NEAL P. McCURN, Senior U.S. District Court Judge

MEMORANDUM - DECISION AND ORDER

This is an action brought by N.C., a child with a disability, individually and

by her parent and next friend, L.S. (“plaintiffs”), pursuant to the Individuals with

Disabilities Education Act (“IDEA” or “the Act”). Specifically, plaintiffs seek to

recover attorneys’ fees from defendant Oneida City School District (“defendant”),

pursuant to the provision of the IDEA for the award of attorneys’ fees to

prevailing parties, codified at 20 U.S.C. §1415(i)(3)(B). Currently before the

court are cross-motions for summary judgment by the parties. For the reasons set

forth below, defendant’s motion for summary judgment is denied.
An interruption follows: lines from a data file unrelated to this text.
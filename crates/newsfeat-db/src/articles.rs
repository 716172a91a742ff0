//! Article repository implementation.

use std::sync::Arc;

use async_trait::async_trait;
use sqlx::Row;
use tracing::{debug, warn};

use newsfeat_core::{Article, ArticleId, ArticleRepository, ArticleStatus, Error, Result};

use crate::pool::SharedPool;
use crate::retry::{is_transient, retry_transient, RetryPolicy};

/// PostgreSQL implementation of ArticleRepository over the `news` table.
pub struct PgArticleRepository {
    pool: Arc<SharedPool>,
    retry: RetryPolicy,
}

impl PgArticleRepository {
    pub fn new(pool: Arc<SharedPool>) -> Self {
        Self {
            pool,
            retry: RetryPolicy::default(),
        }
    }

    /// Override the retry policy (tests use a policy without retries).
    pub fn with_retry_policy(mut self, retry: RetryPolicy) -> Self {
        self.retry = retry;
        self
    }
}

#[async_trait]
impl ArticleRepository for PgArticleRepository {
    async fn fetch_by_id(&self, id: ArticleId) -> Result<Option<Article>> {
        let pool = self.pool.get().await?;

        let row = retry_transient(&self.retry, "fetch_article", is_transient, || {
            sqlx::query(
                r#"
                SELECT id, title, content, source, published_date
                FROM news
                WHERE id = $1
                "#,
            )
            .bind(id)
            .fetch_optional(pool.as_ref())
        })
        .await
        .map_err(Error::Database)?;

        let Some(row) = row else {
            warn!(
                subsystem = "database",
                component = "articles",
                article_id = id,
                "Article not found"
            );
            return Ok(None);
        };

        let article = Article {
            id: row.get("id"),
            title: row.get::<Option<String>, _>("title").unwrap_or_default(),
            content: row.get::<Option<String>, _>("content").unwrap_or_default(),
            source: row.get("source"),
            published_date: row.get("published_date"),
        };

        debug!(
            subsystem = "database",
            component = "articles",
            article_id = id,
            source = article.source.as_deref().unwrap_or(""),
            "Article fetched"
        );
        Ok(Some(article))
    }

    async fn update_status(&self, id: ArticleId, status: ArticleStatus) -> Result<()> {
        let pool = self.pool.get().await?;

        let result = retry_transient(&self.retry, "update_article_status", is_transient, || {
            sqlx::query(
                r#"
                UPDATE news
                SET status = $1, updated_at = NOW()
                WHERE id = $2
                "#,
            )
            .bind(status.as_str())
            .bind(id)
            .execute(pool.as_ref())
        })
        .await
        .map_err(Error::Database)?;

        if result.rows_affected() == 0 {
            warn!(
                subsystem = "database",
                component = "articles",
                article_id = id,
                status = %status,
                "Status update matched no article"
            );
        } else {
            debug!(
                subsystem = "database",
                component = "articles",
                article_id = id,
                status = %status,
                "Article status updated"
            );
        }
        Ok(())
    }
}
Plaintiffs’

summary judgment motion for attorneys’ fees pursuant to the IDEA is granted.

I. FACTS AND PROCEDURAL HISTORY

The following uncontested facts are taken from the plaintiffs’ complaint and

from the parties’ motions, as well as from affidavits and exhibits attached to same.

N.C. was born in 1996 and was classified by defendant’s committee on special

education (“CSE”) as having a learning disability. N.C. attended the Oneida

School District’s Seneca Street Elementary School. By letter dated June 29, 2006,

N.C.’s next friend, L.S., requested a due process hearing pursuant to 20 U.S.C. §

1415(f)(1),1 demanding, inter alia, a finding that defendant did not provide N.C. a

free appropriate public education (“FAPE”) as required by the IDEA. L.S. sought,

among other things, placement of N.C. in a smaller, more appropriate classroom

setting with children of similar needs and abilities, and to have N.C. provided with

an appropriate individualized education program (“IEP”) including specialized

1 “Whenever a complaint has been received under subsection (b)(6) or (k), the parents or the local educational agency involved in such complaint shall have an opportunity for an impartial due process hearing, which shall be conducted by the State educational agency or by the local educational agency, as determined by State law or by the State educational agency.” 20 U.S.C. § 1415(f)(1)(A) (West 2010). 2

reading and math instruction, an assistive technology evaluation, an FM auditory

trainer,2 an appropriate occupational therapy program, and additional corrective

services to compensate for past deprivations. Plaintiffs also requested an

assurance that defendant would comply with the state’s regulatory requirements in

the future, including provision of prior written notice, and requested payment of

attorneys’ fees and expenses.

Defendant appointed Robert Briglio as impartial hearing officer (“IHO”).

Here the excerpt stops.